Entries for the ‘Articles’ Category

Upfront Investor Australian Share Market Report 18/11/11

Friday, November 18th, 2011

Listen to this Australian Share Market Report via audio podcast just click Upfront Investor

The agreement made by the US to sell Uranium to India despite their continued refusal to sign the UN Nuclear Proliferation Treaty doesn’t make it right for Australia to do the same thing. However, this is exactly what the Federal government have decided to do.

What amazes me is how this issue has slipped through to the keeper whilst we have been distracted by global events and the timely arrival of Barak Obama. This agreement to sell Uranium to India is a big deal and like many changes to government policy I wonder what we are not being told.

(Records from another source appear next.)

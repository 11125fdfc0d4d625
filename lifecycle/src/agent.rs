//! Fleet-agent client seam and the callback interface the agent invokes
//!
//! The real fleet agent is an external collaborator: a vendored SDK that
//! keeps a connection to the orchestration backend and calls back into the
//! server process to assign sessions, probe health, and request termination.
//! This module captures that contract as traits so the rest of the crate
//! never depends on a concrete transport. Reconnect and timeout policy live
//! entirely on the agent side; nothing here retries.

use async_trait::async_trait;
use serde::{Deserialize, Serialize};
use std::collections::HashMap;
use std::fmt;
use std::sync::Arc;
use thiserror::Error;

use crate::params::ServerParameters;

/// Failures reported by an agent client.
#[derive(Debug, Error)]
pub enum AgentError {
    /// The connection to the fleet agent could not be established or was lost.
    #[error("connection to fleet agent failed: {0}")]
    Connection(String),
    /// The agent refused the request in its current state.
    #[error("fleet agent rejected the request: {0}")]
    Rejected(String),
    /// A signal was sent before `initialize` succeeded.
    #[error("agent client used before initialization")]
    NotInitialized,
}

/// Failures inside a callback body, returned to the agent instead of
/// panicking across the callback boundary. The agent has no other way to
/// learn that local work failed.
#[derive(Debug, Error)]
pub enum CallbackError {
    #[error("session setup failed: {0}")]
    SessionSetup(String),
    #[error("shutdown work failed: {0}")]
    Shutdown(String),
    #[error(transparent)]
    Agent(#[from] AgentError),
}

/// A session the orchestration service placed on this process.
#[derive(Debug, Clone, Default, PartialEq, Serialize, Deserialize)]
pub struct SessionAssignment {
    /// Unique session identifier assigned by the orchestration service.
    pub session_id: String,
    /// Fleet the session was placed on.
    #[serde(default)]
    pub fleet_id: String,
    /// Optional human-readable session name.
    #[serde(default)]
    pub name: Option<String>,
    /// Player capacity requested for the session.
    #[serde(default)]
    pub max_players: u32,
    /// Opaque key/value properties forwarded from the session request.
    #[serde(default)]
    pub properties: HashMap<String, String>,
}

/// Everything the agent needs to run a ready server process.
///
/// The agent client retains this structure for the remaining process
/// lifetime so it can invoke the callbacks at arbitrary future times; it is
/// therefore always handed over inside an [`Arc`].
pub struct ProcessParameters {
    /// Port the server accepts player connections on.
    pub port: u16,
    /// Relative log file paths the agent collects after each session.
    pub log_paths: Vec<String>,
    /// Handler object the agent invokes for lifecycle events.
    pub callbacks: Arc<dyn SessionCallbacks>,
}

impl fmt::Debug for ProcessParameters {
    fn fmt(&self, f: &mut fmt::Formatter<'_>) -> fmt::Result {
        f.debug_struct("ProcessParameters")
            .field("port", &self.port)
            .field("log_paths", &self.log_paths)
            .finish_non_exhaustive()
    }
}

/// The callbacks a ready process exposes to the fleet agent.
///
/// The agent invokes these on its own tasks, concurrent with the server's
/// main loop. Implementations must be safe to call from any thread and must
/// report failure through the return value, never by panicking.
#[async_trait]
pub trait SessionCallbacks: Send + Sync {
    /// A session was assigned to this process. On success the process is
    /// expected to have signaled session-active before returning.
    async fn on_session_start(&self, session: SessionAssignment) -> Result<(), CallbackError>;

    /// The agent is about to shut this process down. The process performs
    /// local shutdown work and acknowledges with a terminating signal; the
    /// agent force-kills the process if the acknowledgment never arrives.
    async fn on_terminate(&self);

    /// Periodic health probe, paced by the agent (roughly once a minute).
    async fn on_health_check(&self) -> bool;
}

/// Client half of the fleet-agent contract.
///
/// `signal_ready` doubles as callback registration: the handed
/// [`ProcessParameters`] carries the handler object, so callbacks are
/// registered exactly once and only together with the readiness signal.
#[async_trait]
pub trait AgentClient: Send + Sync + 'static {
    /// Establishes the local connection to the fleet agent. Mandatory before
    /// any signal; failure means the process cannot receive sessions.
    async fn initialize(&self, params: &ServerParameters) -> Result<(), AgentError>;

    /// Declares the process ready to host sessions on the given port.
    async fn signal_ready(&self, params: Arc<ProcessParameters>) -> Result<(), AgentError>;

    /// Confirms that an assigned session finished setup and accepts players.
    async fn signal_session_active(&self) -> Result<(), AgentError>;

    /// Acknowledges a termination request after local shutdown work.
    async fn signal_terminating(&self) -> Result<(), AgentError>;
}
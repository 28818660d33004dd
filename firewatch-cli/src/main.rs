use anyhow::Result;
use clap::error::ErrorKind;
use clap::{Arg, Command};
use firewatch_core::{
    build_payload, journal, load_json_document, Deliverer, DeliveryReceipt, NotifyError,
    RunContext, EXIT_BAD_ARGUMENTS,
};
use serde_json::Value;
use tracing::{error, info};

#[tokio::main]
async fn main() -> Result<()> {
    // Initialize tracing with default configuration
    tracing_subscriber::fmt()
        .with_env_filter(tracing_subscriber::EnvFilter::from_default_env())
        .init();

    let args: Vec<String> = std::env::args().collect();

    let matches = Command::new("firewatch")
        .version("0.1.0")
        .about("Forwards monitoring alerts to the PagerDuty events API")
        .arg(
            Arg::new("alert-file")
                .value_name("ALERT_FILE")
                .help("Path to the alert JSON document")
                .required(true),
        )
        .arg(
            Arg::new("routing-key")
                .value_name("ROUTING_KEY")
                .help("Routing credential carried inside the event body")
                .required(true),
        )
        .arg(
            Arg::new("hook")
                .value_name("HOOK")
                .help("Placeholder slot kept for caller compatibility; unused")
                .required(true),
        )
        .arg(
            Arg::new("extra")
                .value_name("EXTRA")
                .help("Optional 'debug' flag and an options-file path ending in 'options'")
                .num_args(0..)
                .allow_hyphen_values(true)
                .trailing_var_arg(true),
        )
        .try_get_matches_from(args.iter());

    let matches = match matches {
        Ok(matches) => matches,
        Err(e) if e.kind() == ErrorKind::DisplayHelp || e.kind() == ErrorKind::DisplayVersion => {
            e.exit()
        }
        Err(_) => {
            // The journal line is the contract here, not clap's usage text.
            let ctx = RunContext::new(false);
            journal::record(&ctx, &format!("{} Wrong arguments", ctx.started));
            journal::diagnostic(
                &ctx,
                &format!("# Exiting: Bad arguments. Inputted: {:?}", args),
            );
            std::process::exit(EXIT_BAD_ARGUMENTS);
        }
    };

    let extras: Vec<&String> = matches
        .get_many::<String>("extra")
        .map(|vals| vals.collect())
        .unwrap_or_default();

    let debug_enabled = extras.first().map(|a| a.as_str() == "debug").unwrap_or(false);
    let ctx = RunContext::new(debug_enabled);

    // One self-contained call-summary line per invocation, before anything
    // else happens.
    journal::record(&ctx, &call_summary(&ctx, &args));

    info!("Starting firewatch forwarder");

    let alert_file = matches.get_one::<String>("alert-file").unwrap();
    let routing_key = matches.get_one::<String>("routing-key").unwrap();
    // The options document rides in the trailing arguments; the first one
    // ending in "options" wins. The hook slot is never a candidate.
    let options_file = extras
        .iter()
        .find(|a| a.ends_with("options"))
        .map(|s| s.as_str());

    match run(&ctx, alert_file, routing_key, options_file).await {
        Ok(receipt) => {
            info!("Delivery acknowledged with HTTP {}", receipt.status);
            Ok(())
        }
        Err(err) => {
            journal::diagnostic(&ctx, &err.to_string());
            if matches!(
                err,
                NotifyError::BadArguments
                    | NotifyError::FileNotFound(_)
                    | NotifyError::InvalidJson { .. }
                    | NotifyError::HttpClient(_)
            ) {
                error!("{}", err);
                std::process::exit(err.exit_code());
            }
            // Every other failure class is journaled above and then
            // re-raised through main.
            Err(err.into())
        }
    }
}

async fn run(
    ctx: &RunContext,
    alert_file: &str,
    routing_key: &str,
    options_file: Option<&str>,
) -> Result<DeliveryReceipt, NotifyError> {
    journal::diagnostic(ctx, "# Starting");

    journal::diagnostic(ctx, "# Options file location");
    journal::diagnostic(ctx, options_file.unwrap_or(""));

    let options = match options_file {
        Some(path) => load_json_document(path)?,
        None => Value::Null,
    };
    journal::diagnostic(ctx, "# Processing options");
    journal::diagnostic(ctx, &options.to_string());

    journal::diagnostic(ctx, "# Alert file location");
    journal::diagnostic(ctx, alert_file);
    let alert = load_json_document(alert_file)?;
    journal::diagnostic(ctx, "# Processing alert");
    journal::diagnostic(ctx, &alert.to_string());

    journal::diagnostic(ctx, "# Generating message");
    let payload = build_payload(&alert, &options, routing_key)?;
    journal::diagnostic(ctx, &payload);

    journal::diagnostic(ctx, "# Sending message");
    let deliverer = Deliverer::new()?;
    let receipt = deliverer.deliver(&payload).await?;
    journal::diagnostic(
        ctx,
        &format!("# Response received: HTTP {}", receipt.status),
    );

    Ok(receipt)
}

/// Call-summary journal line: the start stamp plus the first five raw
/// arguments, absent positions rendered as empty strings.
fn call_summary(ctx: &RunContext, args: &[String]) -> String {
    let arg = |idx: usize| args.get(idx).map(String::as_str).unwrap_or("");
    format!(
        "{} {} {} {} {} {}",
        ctx.started,
        arg(1),
        arg(2),
        arg(3),
        arg(4),
        arg(5)
    )
}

Given that Queensland is sitting on a huge debt and with the Commonwealth games to be held on the Gold Coast in 2018, one truly wonders where Anna Bligh intends to get the money to meet funding requirements.

Maybe we should watch closely to see whether the Queensland government are forced to reverse their moratorium preventing uranium mining in the state as the economic opportunity to tap into reserves, estimated to be worth $20bn, is likely to outweigh other important considerations.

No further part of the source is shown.